A expressão “uma só saúde” foi usada pela primeira vez em 2003 num artigo publicado pelo cientista norte-americano William Karesh no jornal Washington Post. O objectivo de Karesh era alertar para a absoluta interdependência entre a saúde humana, animal e ambiental. Cuidar do planeta também é cuidar das pessoas e dos animais. Quase 20 anos depois, a abordagem integrada “baptizada” por Karesh é o caminho preconizado por várias organizações internacionais para que possamos prevenir futuras pandemias.

Estima-se que cerca de 75% de todas as doenças infecciosas emergentes em humanos são de origem zoonótica, ou seja, doenças animais que são transmitidas a pessoas. Foi assim que tanto a doença do vírus do Ébola como a síndrome respiratória aguda grave (SARS) e a do Oriente Médio (MERS) bateram à nossa porta: “saltando” da esfera dos animais para a humana.

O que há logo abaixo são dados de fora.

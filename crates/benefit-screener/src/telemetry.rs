use crate::config::TelemetryConfig;
use std::fmt;
use tracing_subscriber::filter::ParseError;
use tracing_subscriber::EnvFilter;

#[derive(Debug)]
pub enum TelemetryError {
    EnvFilter { value: String, source: ParseError },
    Subscriber(Box<dyn std::error::Error + Send + Sync>),
}

impl fmt::Display for TelemetryError {
    fn fmt(&self, f: &mut fmt::Formatter<'_>) -> fmt::Result {
        match self {
            TelemetryError::EnvFilter { value, .. } => {
                write!(f, "invalid log filter '{}'", value)
            }
            TelemetryError::Subscriber(err) => write!(f, "subscriber already installed: {err}"),
        }
    }
}

impl std::error::Error for TelemetryError {
    fn source(&self) -> Option<&(dyn std::error::Error + 'static)> {
        match self {
            TelemetryError::EnvFilter { source, .. } => Some(source),
            TelemetryError::Subscriber(err) => Some(&**err),
        }
    }
}

/// Builds the filter from `RUST_LOG`, falling back to the configured level.
pub fn env_filter(config: &TelemetryConfig) -> Result<EnvFilter, TelemetryError> {
    match EnvFilter::try_from_default_env() {
        Ok(filter) => Ok(filter),
        Err(_) => {
            EnvFilter::try_new(&config.log_level).map_err(|source| TelemetryError::EnvFilter {
                value: config.log_level.clone(),
                source,
            })
        }
    }
}

pub fn init(config: &TelemetryConfig) -> Result<(), TelemetryError> {
    let env_filter = env_filter(config)?;

    tracing_subscriber::fmt()
        .with_env_filter(env_filter)
        .with_target(false)
        .compact()
        .with_ansi(config.ansi)
        .try_init()
        .map_err(TelemetryError::Subscriber)
}
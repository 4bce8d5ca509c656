//! Eligibility and benefit-estimation engine for household public-assistance screening.

pub mod config;
pub mod error;
pub mod telemetry;
pub mod workflows;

Agentes patogénicos geralmente dão este “salto” entre espécies por razões semelhantes: a devastação de habitats, a utilização de animais selvagens na alimentação humana, alteração no uso do solo, aumento da densidade populacional humana e a intensificação da actividade agro-pecuária para dar resposta à maior demanda de proteína animal.

“O desmatamento de zonas biodiversas, o consumo de espécies selvagens e a redução da biodiversidade vai trazer para junto de nós vírus que sempre existiram, mas que nunca estiveram tão perto de nós. Esta barreira de fauna e flora está a ser eliminada por um constante abate de árvores para dar espaço à agricultura e para servir este nosso modelo de alimentação muito ancorado na proteína animal. Todo este cenário está a aproximar determinados microrganismos [patológicos] do homem, temos de estar preparados para novas pandemias”, alerta Susana Paixão, professora do Instituto Politécnico de Coimbra e presidente da Federação Internacional de Saúde Ambiental.

Tudo está interligado

A redução da biodiversidade é causada não só pelo desmatamento, mas também por eventos climáticos extremos. Uma onda de calor seguida de um grande incêndio, por exemplo, pode ser responsável pelo desmantelamento de um ecossistema anteriormente diverso e equilibrado. Parte dos animais mamíferos que habitavam esses territórios afectados poderão fugir para zonas mais facilmente habitáveis (onde há água e terrenos férteis). “Nós todos tendemos a fugir de incêndios, secas e cheias, mas esquecemos que não somos só nós que fugimos, outras espécies também fogem. E, mais uma vez, isto potencia epidemias como a que estamos a enfrentar. Repito: tudo está interligado. E é o resultado de não termos investido mais na conservação da biodiversidade”, observa Susana Viegas, professora da Escola Nacional de Saúde Pública da Universidade Nova de Lisboa.

As duas especialistas em saúde ambiental contactadas pelo PÚBLICO acreditam que a pandemia actual, causada pelo vírus SARS-CoV-2, ajudou a comunidade científica a comunicar melhor para a sociedade a existência de “uma só saúde”. Embora as origens precisas do novo coronavírus ainda não tenham sido estabelecidas, uma hipótese bastante provável é a de que o SARS-CoV-2 “saltou” em algum momento de um animal selvagem para os humanos – a exemplo do que, de resto, outros coronavírus fizeram ao longo dos séculos. O “salto” entre espécies não constitui uma novidade, nem é, em si, um efeito adverso das alterações climáticas. Mas as acções humanas que simultaneamente desmantelam ecossistemas e potenciam mudanças no clima, estas sim, abrem espaço para mais encontros entre pessoas e animais, aumentando o risco de consequências imprevistas e muitas vezes indesejadas.

“É preciso que as pessoas compreendam que todos estes factores [a saúde humana, animal e ambiental] andam sempre em conjunto. As alterações climáticas potenciam a perda de biodiversidade em ecossistemas, e esta perda leva, por sua vez, à migração de diferentes espécies para outros ecossistemas. O maior contacto desses animais com a população humana também nos aproxima de uma série de microrganismos que não são patogénicos para essas espécies, mas que para os humanos serão”, afirma Susana Viegas.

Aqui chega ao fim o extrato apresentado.